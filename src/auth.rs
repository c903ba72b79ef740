//! Network-backed OAuth and identity collaborators
//!
//! [`OauthClient`] talks to the authorization server's token endpoint;
//! [`JwksIdentityResolver`] validates skill access tokens against the
//! server's published key set and reads the user id from the `sub` claim.

use std::time::{Duration, Instant};

use async_trait::async_trait;
use jsonwebtoken::jwk::{Jwk, JwkSet};
use jsonwebtoken::{decode, decode_header, DecodingKey, Validation};
use serde::Deserialize;
use serde_json::Value;
use tokio::sync::RwLock;

use crate::config::OauthConfig;
use crate::stores::{
    ExchangeError, IdentityError, IdentityOutcome, IdentityResolver, ResolvedIdentity,
    TokenExchanger, TokenGrant,
};
use crate::Result;

/// How long a fetched JWKS document stays trusted
const JWKS_TTL: Duration = Duration::from_secs(3600);

/// Token-endpoint client for grant-code exchange and refresh
pub struct OauthClient {
    client: reqwest::Client,
    token_url: String,
}

impl OauthClient {
    /// Create a client for one token endpoint
    #[must_use]
    pub fn new(token_url: impl Into<String>) -> Self {
        Self {
            client: reqwest::Client::new(),
            token_url: token_url.into(),
        }
    }

    /// Exchange a refresh token for a fresh token grant
    pub async fn refresh_access_token(
        &self,
        refresh_token: &str,
        oauth: &OauthConfig,
    ) -> std::result::Result<TokenGrant, ExchangeError> {
        self.post_token(&[
            ("grant_type", "refresh_token"),
            ("refresh_token", refresh_token),
            ("client_id", &oauth.client_id),
            ("client_secret", &oauth.client_secret),
            ("redirect_uri", &oauth.redirect_uri),
        ])
        .await
    }

    async fn post_token(
        &self,
        form: &[(&str, &str)],
    ) -> std::result::Result<TokenGrant, ExchangeError> {
        let response = self
            .client
            .post(&self.token_url)
            .form(form)
            .send()
            .await
            .map_err(ExchangeError::transport)?;

        let body: Value = response.json().await.map_err(ExchangeError::transport)?;

        if let Some(error) = body.get("error").and_then(Value::as_str) {
            return Err(ExchangeError {
                error: error.to_string(),
                error_description: body
                    .get("error_description")
                    .and_then(Value::as_str)
                    .unwrap_or_default()
                    .to_string(),
            });
        }

        serde_json::from_value(body).map_err(|e| ExchangeError {
            error: "invalid_response".to_string(),
            error_description: e.to_string(),
        })
    }
}

#[async_trait]
impl TokenExchanger for OauthClient {
    async fn exchange_grant_code(
        &self,
        code: &str,
        oauth: &OauthConfig,
    ) -> std::result::Result<TokenGrant, ExchangeError> {
        self.post_token(&[
            ("grant_type", "authorization_code"),
            ("code", code),
            ("client_id", &oauth.client_id),
            ("client_secret", &oauth.client_secret),
            ("redirect_uri", &oauth.redirect_uri),
        ])
        .await
    }
}

/// Claims carried by the skill access token
#[derive(Debug, Deserialize)]
struct AccessClaims {
    sub: String,
}

struct CachedJwks {
    keys: Vec<Jwk>,
    fetched_at: Instant,
}

/// JWKS-backed identity resolver
///
/// Decode failures come back as [`IdentityError`] values, never as faults.
pub struct JwksIdentityResolver {
    client: reqwest::Client,
    jwks_url: String,
    keys: RwLock<Option<CachedJwks>>,
}

impl JwksIdentityResolver {
    /// Create a resolver for one JWKS document URL
    #[must_use]
    pub fn new(jwks_url: impl Into<String>) -> Self {
        Self {
            client: reqwest::Client::new(),
            jwks_url: jwks_url.into(),
            keys: RwLock::new(None),
        }
    }

    /// Fetch the key set, reusing a cached copy while it is fresh
    async fn jwks(&self) -> Result<Vec<Jwk>> {
        {
            let cached = self.keys.read().await;
            if let Some(jwks) = cached.as_ref() {
                if jwks.fetched_at.elapsed() < JWKS_TTL {
                    return Ok(jwks.keys.clone());
                }
            }
        }

        let set: JwkSet = self
            .client
            .get(&self.jwks_url)
            .send()
            .await?
            .error_for_status()?
            .json()
            .await?;

        tracing::debug!(keys = set.keys.len(), "fetched JWKS document");
        let mut cached = self.keys.write().await;
        *cached = Some(CachedJwks { keys: set.keys.clone(), fetched_at: Instant::now() });
        Ok(set.keys)
    }
}

#[async_trait]
impl IdentityResolver for JwksIdentityResolver {
    async fn resolve(&self, token: &str) -> IdentityOutcome {
        let keys = match self.jwks().await {
            Ok(keys) => keys,
            Err(e) => {
                return Err(IdentityError {
                    error: "jwks_unavailable".to_string(),
                    error_description: e.to_string(),
                });
            }
        };

        let header = decode_header(token).map_err(|e| IdentityError {
            error: "invalid_token".to_string(),
            error_description: e.to_string(),
        })?;

        let mut last_error = None;

        // Try each key until one validates (key rotation support)
        for jwk in &keys {
            let Ok(key) = DecodingKey::from_jwk(jwk) else {
                continue;
            };

            let mut validation = Validation::new(header.alg);
            validation.validate_aud = false;
            validation.required_spec_claims.remove("aud");

            match decode::<AccessClaims>(token, &key, &validation) {
                Ok(data) => return Ok(ResolvedIdentity { user_id: data.claims.sub }),
                Err(e) => last_error = Some(e),
            }
        }

        Err(IdentityError {
            error: "invalid_token".to_string(),
            error_description: last_error.map_or_else(
                || "no JWKS key validated the token".to_string(),
                |e| e.to_string(),
            ),
        })
    }
}

#[cfg(test)]
mod tests {
    use super::*;

    #[test]
    fn transport_errors_take_the_oauth_shape() {
        let error = ExchangeError::transport("connection refused");
        assert_eq!(error.error, "request_failed");
        assert_eq!(error.error_description, "connection refused");
        assert_eq!(error.to_string(), "request_failed: connection refused");
    }

    #[tokio::test]
    async fn malformed_access_token_is_an_identity_error() {
        let resolver = JwksIdentityResolver::new("http://127.0.0.1:0/jwks.json");
        let outcome = resolver.resolve("not-a-jwt").await;
        assert!(outcome.is_err());
    }
}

□ □ □

• Work request:
Every entry, from first to last, should be written out exactly.

• Task response:
filename src/auth.rs
repository c903ba72b79ef740
//! Network-backed OAuth and identity collaborators
//!
//! [`OauthClient`] talks to the authorization server's token endpoint;
//! [`JwksIdentityResolver`] validates skill access tokens against the
//! server's published key set and reads the user id from the `sub` claim.

use std::time::{Duration, Instant};

use async_trait::async_trait;
use jsonwebtoken::jwk::{Jwk, JwkSet};
use jsonwebtoken::{decode, decode_header, DecodingKey, Validation};
use serde::Deserialize;
use serde_json::Value;
use tokio::sync::RwLock;

use crate::config::OauthConfig;
use crate::stores::{
    ExchangeError, IdentityError, IdentityOutcome, IdentityResolver, ResolvedIdentity,
    TokenExchanger, TokenGrant,
};
use crate::Result;

/// How long a fetched JWKS document stays trusted
const JWKS_TTL: Duration = Duration::from_secs(3600);

/// Token-endpoint client for grant-code exchange and refresh
pub struct OauthClient {
    client: reqwest::Client,
    token_url: String,
}

impl OauthClient {
    /// Create a client for one token endpoint
    #[must_use]
    pub fn new(token_url: impl Into<String>) -> Self {
        Self {
            client: reqwest::Client::new(),
            token_url: token_url.into(),
        }
    }

    /// Exchange a refresh token for a fresh token grant
    pub async fn refresh_access_token(
        &self,
        refresh_token: &str,
        oauth: &OauthConfig,
    ) -> std::result::Result<TokenGrant, ExchangeError> {
        self.post_token(&[
            ("grant_type", "refresh_token"),
            ("refresh_token", refresh_token),
            ("client_id", &oauth.client_id),
            ("client_secret", &oauth.client_secret),
            ("redirect_uri", &oauth.redirect_uri),
        ])
        .await
    }

    async fn post_token(
        &self,
        form: &[(&str, &str)],
    ) -> std::result::Result<TokenGrant, ExchangeError> {
        let response = self
            .client
            .post(&self.token_url)
            .form(form)
            .send()
            .await
            .map_err(ExchangeError::transport)?;

        let body: Value = response.json().await.map_err(ExchangeError::transport)?;

        if let Some(error) = body.get("error").and_then(Value::as_str) {
            return Err(ExchangeError {
                error: error.to_string(),
                error_description: body
                    .get("error_description")
                    .and_then(Value::as_str)
                    .unwrap_or_default()
                    .to_string(),
            });
        }

        serde_json::from_value(body).map_err(|e| ExchangeError {
            error: "invalid_response".to_string(),
            error_description: e.to_string(),
        })
    }
}

#[async_trait]
impl TokenExchanger for OauthClient {
    async fn exchange_grant_code(
        &self,
        code: &str,
        oauth: &OauthConfig,
    ) -> std::result::Result<TokenGrant, ExchangeError> {
        self.post_token(&[
            ("grant_type", "authorization_code"),
            ("code", code),
            ("client_id", &oauth.client_id),
            ("client_secret", &oauth.client_secret),
            ("redirect_uri", &oauth.redirect_uri),
        ])
        .await
    }
}

/// Claims carried by the skill access token
#[derive(Debug, Deserialize)]
struct AccessClaims {
    sub: String,
}

struct CachedJwks {
    keys: Vec<Jwk>,
    fetched_at: Instant,
}

/// JWKS-backed identity resolver
///
/// Decode failures come back as [`IdentityError`] values, never as faults.
pub struct JwksIdentityResolver {
    client: reqwest::Client,
    jwks_url: String,
    keys: RwLock<Option<CachedJwks>>,
}

impl JwksIdentityResolver {
    /// Create a resolver for one JWKS document URL
    #[must_use]
    pub fn new(jwks_url: impl Into<String>) -> Self {
        Self {
            client: reqwest::Client::new(),
            jwks_url: jwks_url.into(),
            keys: RwLock::new(None),
        }
    }

    /// Fetch the key set, reusing a cached copy while it is fresh
    async fn jwks(&self) -> Result<Vec<Jwk>> {
        {
            let cached = self.keys.read().await;
            if let Some(jwks) = cached.as_ref() {
                if jwks.fetched_at.elapsed() < JWKS_TTL {
                    return Ok(jwks.keys.clone());
                }
            }
        }

        let set: JwkSet = self
            .client
            .get(&self.jwks_url)
            .send()
            .await?
            .error_for_status()?
            .json()
            .await?;

        tracing::debug!(keys = set.keys.len(), "fetched JWKS document");
        let mut cached = self.keys.write().await;
        *cached = Some(CachedJwks { keys: set.keys.clone(), fetched_at: Instant::now() });
        Ok(set.keys)
    }
}

#[async_trait]
impl IdentityResolver for JwksIdentityResolver {
    async fn resolve(&self, token: &str) -> IdentityOutcome {
        let keys = match self.jwks().await {
            Ok(keys) => keys,
            Err(e) => {
                return Err(IdentityError {
                    error: "jwks_unavailable".to_string(),
                    error_description: e.to_string(),
                });
            }
        };

        let header = decode_header(token).map_err(|e| IdentityError {
            error: "invalid_token".to_string(),
            error_description: e.to_string(),
        })?;

        let mut last_error = None;

        // Try each key until one validates (key rotation support)
        for jwk in &keys {
            let Ok(key) = DecodingKey::from_jwk(jwk) else {
                continue;
            };

            let mut validation = Validation::new(header.alg);
            validation.validate_aud = false;
            validation.required_spec_claims.remove("aud");

            match decode::<AccessClaims>(token, &key, &validation) {
                Ok(data) => return Ok(ResolvedIdentity { user_id: data.claims.sub }),
                Err(e) => last_error = Some(e),
            }
        }

        Err(IdentityError {
            error: "invalid_token".to_string(),
            error_description: last_error.map_or_else(
                || "no JWKS key validated the token".to_string(),
                |e| e.to_string(),
            ),
        })
    }
}

#[cfg(test)]
mod tests {
    use super::*;

    #[test]
    fn transport_errors_take_the_oauth_shape() {
        let error = ExchangeError::transport("connection refused");
        assert_eq!(error.error, "request_failed");
        assert_eq!(error.error_description, "connection refused");
        assert_eq!(error.to_string(), "request_failed: connection refused");
    }

    #[tokio::test]
    async fn malformed_access_token_is_an_identity_error() {
        let resolver = JwksIdentityResolver::new("http://127.0.0.1:0/jwks.json");
        let outcome = resolver.resolve("not-a-jwt").await;
        assert!(outcome.is_err());
    }
}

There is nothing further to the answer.